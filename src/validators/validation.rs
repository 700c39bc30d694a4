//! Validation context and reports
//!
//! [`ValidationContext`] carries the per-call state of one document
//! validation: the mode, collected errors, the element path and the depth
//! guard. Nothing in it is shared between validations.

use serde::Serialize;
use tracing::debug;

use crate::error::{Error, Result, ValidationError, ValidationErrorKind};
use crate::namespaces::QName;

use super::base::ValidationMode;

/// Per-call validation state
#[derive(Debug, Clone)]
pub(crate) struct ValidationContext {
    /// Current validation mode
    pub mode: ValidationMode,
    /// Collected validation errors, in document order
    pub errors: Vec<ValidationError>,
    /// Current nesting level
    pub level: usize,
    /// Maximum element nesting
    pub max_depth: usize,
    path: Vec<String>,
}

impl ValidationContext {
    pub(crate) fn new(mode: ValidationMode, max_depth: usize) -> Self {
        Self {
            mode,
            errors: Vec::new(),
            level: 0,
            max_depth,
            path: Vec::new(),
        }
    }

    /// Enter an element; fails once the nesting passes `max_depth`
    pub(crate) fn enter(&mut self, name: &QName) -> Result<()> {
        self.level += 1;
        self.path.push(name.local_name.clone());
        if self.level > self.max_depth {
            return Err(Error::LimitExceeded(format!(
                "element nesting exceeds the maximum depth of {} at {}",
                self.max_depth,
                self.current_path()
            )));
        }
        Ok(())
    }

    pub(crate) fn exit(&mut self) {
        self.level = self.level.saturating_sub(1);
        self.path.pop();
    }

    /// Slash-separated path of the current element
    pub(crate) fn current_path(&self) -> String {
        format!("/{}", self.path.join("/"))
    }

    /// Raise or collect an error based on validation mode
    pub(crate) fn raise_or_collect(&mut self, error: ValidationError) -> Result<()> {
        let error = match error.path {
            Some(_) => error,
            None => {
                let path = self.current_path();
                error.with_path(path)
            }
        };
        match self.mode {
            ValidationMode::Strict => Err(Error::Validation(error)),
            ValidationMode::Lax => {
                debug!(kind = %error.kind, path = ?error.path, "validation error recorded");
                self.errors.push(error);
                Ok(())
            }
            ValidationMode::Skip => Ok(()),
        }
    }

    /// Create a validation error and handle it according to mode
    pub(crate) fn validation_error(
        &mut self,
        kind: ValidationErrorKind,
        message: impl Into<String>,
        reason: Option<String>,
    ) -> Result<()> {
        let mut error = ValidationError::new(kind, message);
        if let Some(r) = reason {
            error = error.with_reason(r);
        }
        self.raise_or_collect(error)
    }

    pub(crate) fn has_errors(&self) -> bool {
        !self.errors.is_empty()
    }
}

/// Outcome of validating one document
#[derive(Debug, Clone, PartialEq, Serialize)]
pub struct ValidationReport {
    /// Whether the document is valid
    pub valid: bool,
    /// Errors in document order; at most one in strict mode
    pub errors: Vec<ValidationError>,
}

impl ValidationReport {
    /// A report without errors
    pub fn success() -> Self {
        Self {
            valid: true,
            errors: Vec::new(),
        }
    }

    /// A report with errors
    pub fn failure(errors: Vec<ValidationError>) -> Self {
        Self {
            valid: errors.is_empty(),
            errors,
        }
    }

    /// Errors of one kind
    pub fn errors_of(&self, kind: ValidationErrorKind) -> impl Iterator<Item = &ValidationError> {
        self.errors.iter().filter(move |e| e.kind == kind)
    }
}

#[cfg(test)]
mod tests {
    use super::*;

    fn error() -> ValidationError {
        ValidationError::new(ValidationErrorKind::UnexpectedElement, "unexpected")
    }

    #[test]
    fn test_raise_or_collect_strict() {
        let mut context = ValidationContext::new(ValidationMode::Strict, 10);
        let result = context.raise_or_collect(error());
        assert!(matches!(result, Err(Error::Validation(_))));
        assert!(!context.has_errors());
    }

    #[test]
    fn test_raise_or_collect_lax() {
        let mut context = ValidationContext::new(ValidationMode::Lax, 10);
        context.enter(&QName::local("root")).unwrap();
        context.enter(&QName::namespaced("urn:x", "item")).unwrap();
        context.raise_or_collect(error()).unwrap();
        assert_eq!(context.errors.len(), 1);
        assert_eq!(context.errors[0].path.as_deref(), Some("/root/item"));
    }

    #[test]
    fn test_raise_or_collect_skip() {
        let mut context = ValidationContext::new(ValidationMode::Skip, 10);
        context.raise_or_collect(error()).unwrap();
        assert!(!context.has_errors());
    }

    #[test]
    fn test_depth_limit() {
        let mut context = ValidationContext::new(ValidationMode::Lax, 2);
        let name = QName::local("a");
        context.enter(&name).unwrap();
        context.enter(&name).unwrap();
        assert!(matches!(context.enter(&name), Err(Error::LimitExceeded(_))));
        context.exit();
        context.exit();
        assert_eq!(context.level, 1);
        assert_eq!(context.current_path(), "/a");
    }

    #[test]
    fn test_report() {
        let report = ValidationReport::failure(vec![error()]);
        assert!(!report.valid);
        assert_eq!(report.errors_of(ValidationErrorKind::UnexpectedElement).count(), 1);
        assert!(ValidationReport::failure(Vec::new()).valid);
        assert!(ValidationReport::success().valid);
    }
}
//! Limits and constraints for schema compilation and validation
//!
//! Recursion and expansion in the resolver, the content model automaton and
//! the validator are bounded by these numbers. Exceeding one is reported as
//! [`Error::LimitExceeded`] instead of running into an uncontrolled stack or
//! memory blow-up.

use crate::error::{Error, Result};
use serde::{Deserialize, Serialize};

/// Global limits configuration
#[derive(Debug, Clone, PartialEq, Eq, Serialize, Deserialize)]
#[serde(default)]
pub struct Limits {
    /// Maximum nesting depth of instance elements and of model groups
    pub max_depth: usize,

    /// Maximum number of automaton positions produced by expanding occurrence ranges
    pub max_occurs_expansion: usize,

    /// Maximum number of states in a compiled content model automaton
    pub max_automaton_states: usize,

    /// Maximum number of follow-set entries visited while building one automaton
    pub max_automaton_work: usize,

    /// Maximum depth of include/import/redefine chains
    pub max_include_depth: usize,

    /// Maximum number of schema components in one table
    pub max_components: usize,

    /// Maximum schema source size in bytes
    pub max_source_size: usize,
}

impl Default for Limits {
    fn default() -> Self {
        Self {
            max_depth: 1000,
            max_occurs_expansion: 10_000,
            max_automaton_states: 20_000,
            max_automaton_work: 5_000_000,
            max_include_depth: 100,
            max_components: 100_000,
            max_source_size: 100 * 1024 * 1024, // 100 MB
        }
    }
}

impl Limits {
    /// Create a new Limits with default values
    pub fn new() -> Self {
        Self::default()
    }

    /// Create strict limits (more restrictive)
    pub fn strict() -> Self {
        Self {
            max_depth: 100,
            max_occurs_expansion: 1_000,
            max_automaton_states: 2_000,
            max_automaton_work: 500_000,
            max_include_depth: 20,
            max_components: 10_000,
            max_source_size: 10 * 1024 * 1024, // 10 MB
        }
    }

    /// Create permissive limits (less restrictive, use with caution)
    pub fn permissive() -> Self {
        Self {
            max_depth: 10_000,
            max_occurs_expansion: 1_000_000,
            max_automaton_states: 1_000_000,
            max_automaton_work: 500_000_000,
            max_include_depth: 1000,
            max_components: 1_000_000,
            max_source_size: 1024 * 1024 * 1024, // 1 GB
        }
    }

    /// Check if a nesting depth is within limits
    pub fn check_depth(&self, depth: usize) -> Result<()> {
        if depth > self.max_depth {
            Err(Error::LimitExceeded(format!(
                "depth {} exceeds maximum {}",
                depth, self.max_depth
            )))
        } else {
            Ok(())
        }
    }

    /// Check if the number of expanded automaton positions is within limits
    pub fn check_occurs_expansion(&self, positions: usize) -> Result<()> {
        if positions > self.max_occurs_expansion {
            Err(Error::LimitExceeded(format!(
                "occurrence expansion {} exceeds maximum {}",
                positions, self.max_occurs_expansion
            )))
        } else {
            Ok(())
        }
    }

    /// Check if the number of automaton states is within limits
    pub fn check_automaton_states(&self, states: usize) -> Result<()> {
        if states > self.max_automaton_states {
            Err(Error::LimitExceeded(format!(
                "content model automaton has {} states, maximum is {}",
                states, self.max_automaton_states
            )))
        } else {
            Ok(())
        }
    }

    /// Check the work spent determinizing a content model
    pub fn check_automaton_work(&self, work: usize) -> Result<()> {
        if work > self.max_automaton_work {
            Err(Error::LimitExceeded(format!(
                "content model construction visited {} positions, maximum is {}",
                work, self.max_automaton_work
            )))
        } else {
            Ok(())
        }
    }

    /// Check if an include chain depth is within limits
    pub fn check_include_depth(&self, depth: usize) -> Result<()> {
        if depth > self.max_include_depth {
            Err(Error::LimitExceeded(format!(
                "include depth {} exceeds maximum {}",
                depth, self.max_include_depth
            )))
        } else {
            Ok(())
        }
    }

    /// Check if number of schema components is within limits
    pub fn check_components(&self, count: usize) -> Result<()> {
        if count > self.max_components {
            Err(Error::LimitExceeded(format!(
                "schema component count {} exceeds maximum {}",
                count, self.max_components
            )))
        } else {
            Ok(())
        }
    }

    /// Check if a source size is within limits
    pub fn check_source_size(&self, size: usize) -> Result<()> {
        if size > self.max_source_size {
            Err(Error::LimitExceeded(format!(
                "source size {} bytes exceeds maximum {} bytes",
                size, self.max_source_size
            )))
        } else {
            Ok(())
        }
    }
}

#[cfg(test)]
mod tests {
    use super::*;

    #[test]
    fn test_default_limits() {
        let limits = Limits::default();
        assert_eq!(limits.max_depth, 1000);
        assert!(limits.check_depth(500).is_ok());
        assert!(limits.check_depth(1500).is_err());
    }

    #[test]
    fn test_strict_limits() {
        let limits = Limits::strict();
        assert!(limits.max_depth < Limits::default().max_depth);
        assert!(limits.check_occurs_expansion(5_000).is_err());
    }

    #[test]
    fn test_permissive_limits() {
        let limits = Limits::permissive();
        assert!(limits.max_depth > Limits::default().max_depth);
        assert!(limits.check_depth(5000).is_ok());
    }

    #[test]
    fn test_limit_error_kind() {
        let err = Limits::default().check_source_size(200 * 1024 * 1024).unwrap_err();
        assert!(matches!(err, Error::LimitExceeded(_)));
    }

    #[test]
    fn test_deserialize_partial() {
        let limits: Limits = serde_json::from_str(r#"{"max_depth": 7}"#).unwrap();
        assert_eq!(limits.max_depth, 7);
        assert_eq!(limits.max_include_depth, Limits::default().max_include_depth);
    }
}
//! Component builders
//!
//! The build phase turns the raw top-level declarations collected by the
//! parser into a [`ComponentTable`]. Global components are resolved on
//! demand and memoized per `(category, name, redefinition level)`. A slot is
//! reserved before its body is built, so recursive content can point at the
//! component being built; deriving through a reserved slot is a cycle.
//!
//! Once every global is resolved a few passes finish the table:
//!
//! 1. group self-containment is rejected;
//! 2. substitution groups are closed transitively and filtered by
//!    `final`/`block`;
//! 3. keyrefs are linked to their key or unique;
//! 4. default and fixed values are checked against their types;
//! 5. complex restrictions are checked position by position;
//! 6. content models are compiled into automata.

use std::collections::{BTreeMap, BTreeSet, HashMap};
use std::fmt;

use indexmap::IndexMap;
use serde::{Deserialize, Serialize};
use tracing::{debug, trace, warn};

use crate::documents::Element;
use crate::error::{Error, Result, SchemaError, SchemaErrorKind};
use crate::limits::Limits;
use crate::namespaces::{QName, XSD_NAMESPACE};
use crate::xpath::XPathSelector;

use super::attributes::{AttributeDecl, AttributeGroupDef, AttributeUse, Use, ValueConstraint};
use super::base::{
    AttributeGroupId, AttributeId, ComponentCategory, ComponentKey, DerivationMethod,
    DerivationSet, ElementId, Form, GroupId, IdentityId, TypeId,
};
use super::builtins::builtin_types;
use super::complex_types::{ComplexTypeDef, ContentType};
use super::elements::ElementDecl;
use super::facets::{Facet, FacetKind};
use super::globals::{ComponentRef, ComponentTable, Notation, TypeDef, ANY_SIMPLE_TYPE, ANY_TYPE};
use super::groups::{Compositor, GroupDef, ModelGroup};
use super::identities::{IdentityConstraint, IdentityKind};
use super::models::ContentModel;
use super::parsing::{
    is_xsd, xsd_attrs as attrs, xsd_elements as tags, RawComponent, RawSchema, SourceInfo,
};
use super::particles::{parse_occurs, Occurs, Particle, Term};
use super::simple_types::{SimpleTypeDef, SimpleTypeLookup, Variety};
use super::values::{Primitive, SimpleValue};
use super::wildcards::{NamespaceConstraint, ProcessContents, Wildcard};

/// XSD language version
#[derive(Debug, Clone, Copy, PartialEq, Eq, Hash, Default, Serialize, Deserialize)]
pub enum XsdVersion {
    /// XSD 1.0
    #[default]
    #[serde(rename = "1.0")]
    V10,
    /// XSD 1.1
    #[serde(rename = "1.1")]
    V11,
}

● **Work order**
Extract from the records above the lines from the one containing "if count > self.max_components" to the one containing "demand and memoized", both lines included, exactly as they appear and with nothing else.

● **Task output**
        if count > self.max_components {
            Err(Error::LimitExceeded(format!(
                "schema component count {} exceeds maximum {}",
                count, self.max_components
            )))
        } else {
            Ok(())
        }
    }

    /// Check if a source size is within limits
    pub fn check_source_size(&self, size: usize) -> Result<()> {
        if size > self.max_source_size {
            Err(Error::LimitExceeded(format!(
                "source size {} bytes exceeds maximum {} bytes",
                size, self.max_source_size
            )))
        } else {
            Ok(())
        }
    }
}

#[cfg(test)]
mod tests {
    use super::*;

    #[test]
    fn test_default_limits() {
        let limits = Limits::default();
        assert_eq!(limits.max_depth, 1000);
        assert!(limits.check_depth(500).is_ok());
        assert!(limits.check_depth(1500).is_err());
    }

    #[test]
    fn test_strict_limits() {
        let limits = Limits::strict();
        assert!(limits.max_depth < Limits::default().max_depth);
        assert!(limits.check_occurs_expansion(5_000).is_err());
    }

    #[test]
    fn test_permissive_limits() {
        let limits = Limits::permissive();
        assert!(limits.max_depth > Limits::default().max_depth);
        assert!(limits.check_depth(5000).is_ok());
    }

    #[test]
    fn test_limit_error_kind() {
        let err = Limits::default().check_source_size(200 * 1024 * 1024).unwrap_err();
        assert!(matches!(err, Error::LimitExceeded(_)));
    }

    #[test]
    fn test_deserialize_partial() {
        let limits: Limits = serde_json::from_str(r#"{"max_depth": 7}"#).unwrap();
        assert_eq!(limits.max_depth, 7);
        assert_eq!(limits.max_include_depth, Limits::default().max_include_depth);
    }
}
//! Component builders
//!
//! The build phase turns the raw top-level declarations collected by the
//! parser into a [`ComponentTable`]. Global components are resolved on
//! demand and memoized per `(category, name, redefinition level)`. A slot is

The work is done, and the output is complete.